Read My Inventory and Use it as a Model for Developing Your Own Inventory.

“Through travel, you discover a new aspect of your personality. You discover things which you wouldn’t in the confines of your home.”
Imtiaz Ali

How I Developed My Own Travel Personality Inventory

When I (Paul Heller, founder of Fifty Plus Nomad) first started traveling as a young man, I often struggled to adapt to an unfamiliar environment. I suffered from culture shock and often was lonely and irritated by paying foreigner (gringo) taxes during my adventures.
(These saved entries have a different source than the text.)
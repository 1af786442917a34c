//! Synchronous persistent maps underneath [`LocalStore`](super::LocalStore).

use crate::error::Result;
use dashmap::DashMap;
use std::collections::BTreeMap;
use std::fs;
use std::io::ErrorKind;
use std::path::{Path, PathBuf};
use std::sync::Mutex;

/// Writes that must reach storage together or not at all.
#[derive(Debug, Clone, Default, PartialEq, Eq)]
pub struct WriteBatch {
    /// Entries to create or overwrite
    pub puts: Vec<(String, String)>,
    /// Entries to delete; missing ones are ignored
    pub deletes: Vec<String>,
}

impl WriteBatch {
    /// An empty batch.
    pub fn new() -> Self {
        Self::default()
    }

    /// Add a write.
    pub fn put(mut self, key: impl Into<String>, value: impl Into<String>) -> Self {
        self.puts.push((key.into(), value.into()));
        self
    }

    /// Add a delete.
    pub fn delete(mut self, key: impl Into<String>) -> Self {
        self.deletes.push(key.into());
        self
    }

    /// Check if the batch does nothing.
    pub fn is_empty(&self) -> bool {
        self.puts.is_empty() && self.deletes.is_empty()
    }
}

/// A string-to-string persistent map.
///
/// Backends are deliberately synchronous: the local store must be readable
/// without an async round-trip while the commit queue bootstraps.
pub trait Backend: Send + Sync {
    /// Read a raw entry.
    fn get(&self, key: &str) -> Result<Option<String>>;

    /// Apply every write of `batch` atomically. After a failure or a crash
    /// storage holds either all of the batch or none of it.
    fn apply(&self, batch: WriteBatch) -> Result<()>;

    /// Whether writes block on I/O and should leave the async runtime.
    fn is_blocking(&self) -> bool {
        false
    }

    /// Write a raw entry.
    fn put(&self, key: &str, value: String) -> Result<()> {
        self.apply(WriteBatch::new().put(key, value))
    }

    /// Delete a raw entry. Missing keys are ignored.
    fn delete(&self, key: &str) -> Result<()> {
        self.apply(WriteBatch::new().delete(key))
    }
}

/// Volatile in-memory backend.
#[derive(Debug, Default)]
pub struct MemoryBackend {
    entries: DashMap<String, String>,
}

impl MemoryBackend {
    /// Create an empty backend.
    pub fn new() -> Self {
        Self::default()
    }

    /// Number of raw entries, reserved ones included.
    pub fn len(&self) -> usize {
        self.entries.len()
    }

    /// Check if the backend holds nothing.
    pub fn is_empty(&self) -> bool {
        self.entries.is_empty()
    }
}

impl Backend for MemoryBackend {
    fn get(&self, key: &str) -> Result<Option<String>> {
        Ok(self.entries.get(key).map(|v| v.value().clone()))
    }

    fn apply(&self, batch: WriteBatch) -> Result<()> {
        for (key, value) in batch.puts {
            self.entries.insert(key, value);
        }
        for key in batch.deletes {
            self.entries.remove(&key);
        }
        Ok(())
    }
}

/// Backend persisting the whole map as one JSON file.
///
/// Every batch rewrites the file once through a temporary sibling and a
/// rename, so a crash leaves either the old or the new map on disk.
///
/// Writes block on disk I/O; [`LocalStore`](super::LocalStore) runs them
/// on tokio's blocking pool.
#[derive(Debug)]
pub struct FileBackend {
    path: PathBuf,
    entries: Mutex<BTreeMap<String, String>>,
}

impl FileBackend {
    /// Open (or create on first write) the map stored at `path`.
    pub fn open(path: impl AsRef<Path>) -> Result<Self> {
        let path = path.as_ref().to_path_buf();
        let entries = match fs::read(&path) {
            Ok(bytes) => serde_json::from_slice(&bytes)?,
            Err(e) if e.kind() == ErrorKind::NotFound => BTreeMap::new(),
            Err(e) => return Err(e.into()),
        };
        tracing::debug!(path = %path.display(), "opened file backend");
        Ok(Self {
            path,
            entries: Mutex::new(entries),
        })
    }

    /// Location of the backing file.
    pub fn path(&self) -> &Path {
        &self.path
    }

    fn flush(&self, entries: &BTreeMap<String, String>) -> Result<()> {
        let bytes = serde_json::to_vec(entries)?;
        let tmp = self.path.with_extension("tmp");
        fs::write(&tmp, bytes)?;
        fs::rename(&tmp, &self.path)?;
        Ok(())
    }

    fn lock(&self) -> std::sync::MutexGuard<'_, BTreeMap<String, String>> {
        // A panic while holding the lock cannot leave the map half-written,
        // so a poisoned guard is still consistent.
        self.entries.lock().unwrap_or_else(|p| p.into_inner())
    }
}

impl Backend for FileBackend {
    fn get(&self, key: &str) -> Result<Option<String>> {
        Ok(self.lock().get(key).cloned())
    }

    fn apply(&self, batch: WriteBatch) -> Result<()> {
        let mut entries = self.lock();
        let mut undo: Vec<(String, Option<String>)> = Vec::new();
        let mut changed = false;

        for (key, value) in batch.puts {
            let previous = entries.insert(key.clone(), value);
            undo.push((key, previous));
            changed = true;
        }
        for key in batch.deletes {
            if let Some(previous) = entries.remove(&key) {
                undo.push((key, Some(previous)));
                changed = true;
            }
        }
        if !changed {
            return Ok(());
        }

        // One flush per batch: the rename publishes all of it at once.
        if let Err(e) = self.flush(&entries) {
            for (key, previous) in undo.into_iter().rev() {
                match previous {
                    Some(value) => entries.insert(key, value),
                    None => entries.remove(&key),
                };
            }
            return Err(e);
        }
        Ok(())
    }

    fn is_blocking(&self) -> bool {
        true
    }
}

#[cfg(test)]
mod tests {
    use super::*;

    #[test]
    fn memory_backend_put_get_delete() {
        let backend = MemoryBackend::new();
        backend.put("k", "v".into()).unwrap();
        assert_eq!(backend.get("k").unwrap().as_deref(), Some("v"));

        backend.delete("k").unwrap();
        backend.delete("k").unwrap();
        assert!(backend.get("k").unwrap().is_none());
        assert!(backend.is_empty());
    }

    #[test]
    fn file_backend_survives_reopen() {
        let dir = tempfile::tempdir().unwrap();
        let path = dir.path().join("store.json");

        {
            let backend = FileBackend::open(&path).unwrap();
            backend.put("a", "1".into()).unwrap();
            backend.put("b", "2".into()).unwrap();
            backend.delete("a").unwrap();
        }

        let reopened = FileBackend::open(&path).unwrap();
        assert!(reopened.get("a").unwrap().is_none());
        assert_eq!(reopened.get("b").unwrap().as_deref(), Some("2"));
        assert!(!path.with_extension("tmp").exists());
    }

    #[test]
    fn file_backend_rejects_corrupt_file() {
        let dir = tempfile::tempdir().unwrap();
        let path = dir.path().join("store.json");
        fs::write(&path, b"not json").unwrap();

        assert!(matches!(
            FileBackend::open(&path),
            Err(crate::Error::Codec(_))
        ));
    }

    #[test]
    fn file_backend_batch_is_one_flush() {
        let dir = tempfile::tempdir().unwrap();
        let path = dir.path().join("store.json");
        let backend = FileBackend::open(&path).unwrap();
        backend.put("old", "0".into()).unwrap();

        backend
            .apply(WriteBatch::new().put("a", "1").put("meta", "{}").delete("old"))
            .unwrap();

        let on_disk: BTreeMap<String, String> =
            serde_json::from_slice(&fs::read(&path).unwrap()).unwrap();
        assert_eq!(on_disk.len(), 2);
        assert_eq!(on_disk.get("a").map(String::as_str), Some("1"));
        assert!(!on_disk.contains_key("old"));
    }

    #[test]
    fn failed_batch_leaves_nothing_behind() {
        let dir = tempfile::tempdir().unwrap();
        let path = dir.path().join("missing").join("store.json");
        let backend = FileBackend::open(&path).unwrap();

        let batch = WriteBatch::new().put("a", "1").put("meta", "{}");
        assert!(backend.apply(batch).is_err());
        assert!(backend.get("a").unwrap().is_none());
        assert!(backend.get("meta").unwrap().is_none());
    }

    #[test]
    fn file_backend_write_failure_rolls_back() {
        let dir = tempfile::tempdir().unwrap();
        // Parent directory does not exist, so every flush fails.
        let path = dir.path().join("missing").join("store.json");
        let backend = FileBackend::open(&path).unwrap();

        assert!(matches!(backend.put("a", "1".into()), Err(crate::Error::Io(_))));
        assert!(backend.get("a").unwrap().is_none());
    }
}
//! Configuration for a synchronizer and its stores.

use crate::schedule::{DEFAULT_SLICE_TIMEOUT, MIN_SLICE_TIMEOUT};
use crate::storage::DEFAULT_PAGE_SIZE;
use std::env;
use std::time::Duration;

/// Settings shared by a [`HybridStorage`](crate::HybridStorage) and the
/// pieces it is built from.
#[derive(Debug, Clone, PartialEq, Eq)]
pub struct SyncConfig {
    /// Namespace for physical keys on both sides, and the commit queue name
    pub instance_name: String,
    /// Objects per remote listing page
    pub page_size: usize,
    /// Start a background push after every local change
    pub auto_push: bool,
    /// Deadline for the background scheduler to grant a slice
    pub slice_timeout: Duration,
}

impl SyncConfig {
    /// Defaults for the given instance.
    pub fn new(instance_name: impl Into<String>) -> Self {
        Self {
            instance_name: instance_name.into(),
            page_size: DEFAULT_PAGE_SIZE,
            auto_push: true,
            slice_timeout: DEFAULT_SLICE_TIMEOUT,
        }
    }

    /// Set the remote listing page size.
    pub fn with_page_size(mut self, page_size: usize) -> Self {
        self.page_size = page_size;
        self
    }

    /// Enable or disable pushing after every local change.
    pub fn with_auto_push(mut self, auto_push: bool) -> Self {
        self.auto_push = auto_push;
        self
    }

    /// Set the scheduler slice deadline, raised to at least
    /// [`MIN_SLICE_TIMEOUT`].
    pub fn with_slice_timeout(mut self, slice_timeout: Duration) -> Self {
        self.slice_timeout = slice_timeout.max(MIN_SLICE_TIMEOUT);
        self
    }

    /// Load configuration from environment variables.
    ///
    /// `HYBRID_INSTANCE_NAME` is required. `HYBRID_PAGE_SIZE`,
    /// `HYBRID_AUTO_PUSH` and `HYBRID_SLICE_TIMEOUT_MS` override defaults.
    pub fn from_env() -> Result<Self, ConfigError> {
        Self::from_lookup(|name| env::var(name).ok())
    }

    fn from_lookup(lookup: impl Fn(&str) -> Option<String>) -> Result<Self, ConfigError> {
        let instance_name = lookup("HYBRID_INSTANCE_NAME")
            .filter(|name| !name.is_empty())
            .ok_or(ConfigError::MissingInstanceName)?;
        if instance_name.starts_with(crate::storage::RESERVED_PREFIX) || instance_name.contains('/') {
            return Err(ConfigError::InvalidInstanceName(instance_name));
        }
        let mut config = Self::new(instance_name);

        if let Some(raw) = lookup("HYBRID_PAGE_SIZE") {
            config.page_size = raw
                .parse()
                .ok()
                .filter(|size| (1..=DEFAULT_PAGE_SIZE).contains(size))
                .ok_or(ConfigError::InvalidPageSize(raw))?;
        }

        if let Some(raw) = lookup("HYBRID_AUTO_PUSH") {
            config.auto_push = match raw.to_ascii_lowercase().as_str() {
                "1" | "true" | "yes" | "on" => true,
                "0" | "false" | "no" | "off" => false,
                _ => return Err(ConfigError::InvalidAutoPush(raw)),
            };
        }

        if let Some(raw) = lookup("HYBRID_SLICE_TIMEOUT_MS") {
            let millis: u64 = raw
                .parse()
                .ok()
                .filter(|millis| *millis > 0)
                .ok_or(ConfigError::InvalidSliceTimeout(raw))?;
            config.slice_timeout = Duration::from_millis(millis);
        }

        Ok(config)
    }
}

/// Configuration errors.
#[derive(Debug, Clone, PartialEq, Eq, thiserror::Error)]
pub enum ConfigError {
    #[error("HYBRID_INSTANCE_NAME environment variable is required")]
    MissingInstanceName,

    #[error("invalid instance name {0:?}: must not start with '@' or contain '/'")]
    InvalidInstanceName(String),

    #[error("invalid HYBRID_PAGE_SIZE value {0:?}: expected 1..=1000")]
    InvalidPageSize(String),

    #[error("invalid HYBRID_AUTO_PUSH value {0:?}")]
    InvalidAutoPush(String),

    #[error("invalid HYBRID_SLICE_TIMEOUT_MS value {0:?}: expected a positive number of milliseconds")]
    InvalidSliceTimeout(String),
}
I treasured the memories and personal growth these experiences provided, but the result was seldom as easy or satisfying as possible. 

After teaching courses about traveling and living abroad throughout the US between 2005 and 2009, I learned a lot about how long-term travelers and expats can adapt successfully to their new lives. 

After teaching the first couple of courses, I realized that two of the most significant subjects I needed to address were culture shock and travel burnout.

In designing this part of the course, I started by inventorying my past experiences to see what made me passionate about travel and researching what made people succeed as long-term travelers and expats.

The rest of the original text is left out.